Sunday, February 28, 2010

February -The Month of Relationships

February -The Month of Relationships

Written by Alain and Palika Trudeau, M.A. Psychology

Since this month is going to be Valentines Day, it is a perfect time to take a look at the quality of relationships in your life. In the larger sense of the word, this includes the one with your beloved, your family, close friends/collegues and with yourself.

Taking responsibility for the quality of your relationships is an action of love that delivers positive results.

Very often we unconsciously look at relationships as a venue for people to come into our lives to make us happy.
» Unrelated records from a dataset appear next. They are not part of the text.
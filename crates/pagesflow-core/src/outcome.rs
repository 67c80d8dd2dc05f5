//! Deploy outcome

use serde::{Deserialize, Serialize};

/// Exit code reported when no exit code exists
/// (spawn failure, timeout, killed by signal)
pub const SPAWN_FAILURE_EXIT_CODE: i32 = -1;

pub const SUCCESS_MESSAGE: &str = "Successfully published static content.";
pub const FAILURE_PREFIX: &str = "Failed to publish static content: ";

/// How a deploy attempt ended
///
/// `Display` prints the same name the kind is serialized under.
#[derive(Debug, Clone, Copy, PartialEq, Eq, Serialize, Deserialize)]
#[serde(rename_all = "snake_case")]
pub enum OutcomeKind {
    /// The publishing tool exited with 0
    Success,
    /// The publishing tool could not be started
    SpawnError,
    /// The publishing tool ran and failed
    DeploymentError,
    /// The publishing tool was killed after the configured timeout
    Timeout,
}

impl std::fmt::Display for OutcomeKind {
    fn fmt(&self, f: &mut std::fmt::Formatter<'_>) -> std::fmt::Result {
        f.write_str(self.as_str())
    }
}

impl OutcomeKind {
    pub fn as_str(&self) -> &'static str {
        match self {
            OutcomeKind::Success => "success",
            OutcomeKind::SpawnError => "spawn_error",
            OutcomeKind::DeploymentError => "deployment_error",
            OutcomeKind::Timeout => "timeout",
        }
    }
}

/// Result of one deploy attempt
#[derive(Debug, Clone, PartialEq, Eq, Serialize, Deserialize)]
pub struct DeployOutcome {
    pub success: bool,
    pub message: String,
    pub exit_code: i32,
    pub raw_output: String,
    pub kind: OutcomeKind,
}

impl DeployOutcome {
    pub fn succeeded(raw_output: impl Into<String>) -> Self {
        Self {
            success: true,
            message: SUCCESS_MESSAGE.to_string(),
            exit_code: 0,
            raw_output: raw_output.into(),
            kind: OutcomeKind::Success,
        }
    }

    pub fn failed(
        kind: OutcomeKind,
        diagnostic: &str,
        exit_code: i32,
        raw_output: impl Into<String>,
    ) -> Self {
        Self {
            success: false,
            message: format!("{}{}", FAILURE_PREFIX, diagnostic),
            exit_code,
            raw_output: raw_output.into(),
            kind,
        }
    }
}

#[cfg(test)]
mod tests {
    use super::*;

    #[test]
    fn test_failed_message_prefix() {
        let outcome = DeployOutcome::failed(OutcomeKind::SpawnError, "not found", -1, "");
        assert_eq!(
            outcome.message,
            "Failed to publish static content: not found"
        );
        assert!(!outcome.success);
    }

    #[test]
    fn test_kind_serializes_snake_case() {
        let json = serde_json::to_string(&OutcomeKind::DeploymentError).unwrap();
        assert_eq!(json, "\"deployment_error\"");
    }

    #[test]
    fn test_display_matches_serialized_name() {
        for kind in [
            OutcomeKind::Success,
            OutcomeKind::SpawnError,
            OutcomeKind::DeploymentError,
            OutcomeKind::Timeout,
        ] {
            let json = serde_json::to_string(&kind).unwrap();
            assert_eq!(json, format!("\"{}\"", kind));
        }
    }
}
If your happiness and sense of self comes from looking into another persons eyes, very soon you will feel disconnected from your core, vulnerable, fearful and dissatisfied with this unsustainable dynamic.

Try centering your relationships around the idea that before getting involved and happy with someone else, your dynamic with ones self must first be solid; Which means: Having a clear overall picture of who you are, awareness of your needs and what is important for you, consistently feeling your own value and loving connection to your self.

To get a sense of your inner connection, start by reflecting on your state of mind. Notice if you’re generally peaceful or in states of anxiety, fear and stress. Certainly your environment with someone else can’t be more peaceful then your own internal state of being.

If peace and happiness are eluding you, try remembering that it is not so much what we do, as it is the consciousness that we are putting in it, that brings satisfaction.

Next, if you’re in a life partnership, a nice question to ask ones self is “ What am I bringing that nourishes the other person? In other words, “Have I let this union become an old habit?”

Evaluate if your relationship is nourishing by doing a vitality check: Is it life increasing and constantly bringing new energy? It is stimulating, forward moving, healthy, and emotionally exciting? Is my heart open and do I feel positive, loving connection with my partner and myself?

From a philosophical point of view a relationship exists for the partners to help each other evolve in their consciousness and personal growth. Intimacy in a relationship is a nice display of what is going on with in our self and it is an interesting workshop to get to know who we are so we can make conscious improvements. If things are stuck in your current relationship, yet were satisfying at one point, chances are there is enough compatibility, and with a dash of introspection and professional guidance, it could become refreshed again.

Points to consider for creating quality relationships

First of all, get a solid understanding of your own person.

Notice and own your levels of happiness and distress.

Be aware of what kind of energy you are bringing into this dynamic.

Reevaluate your relationships regularly and see “What is the core problem in it?”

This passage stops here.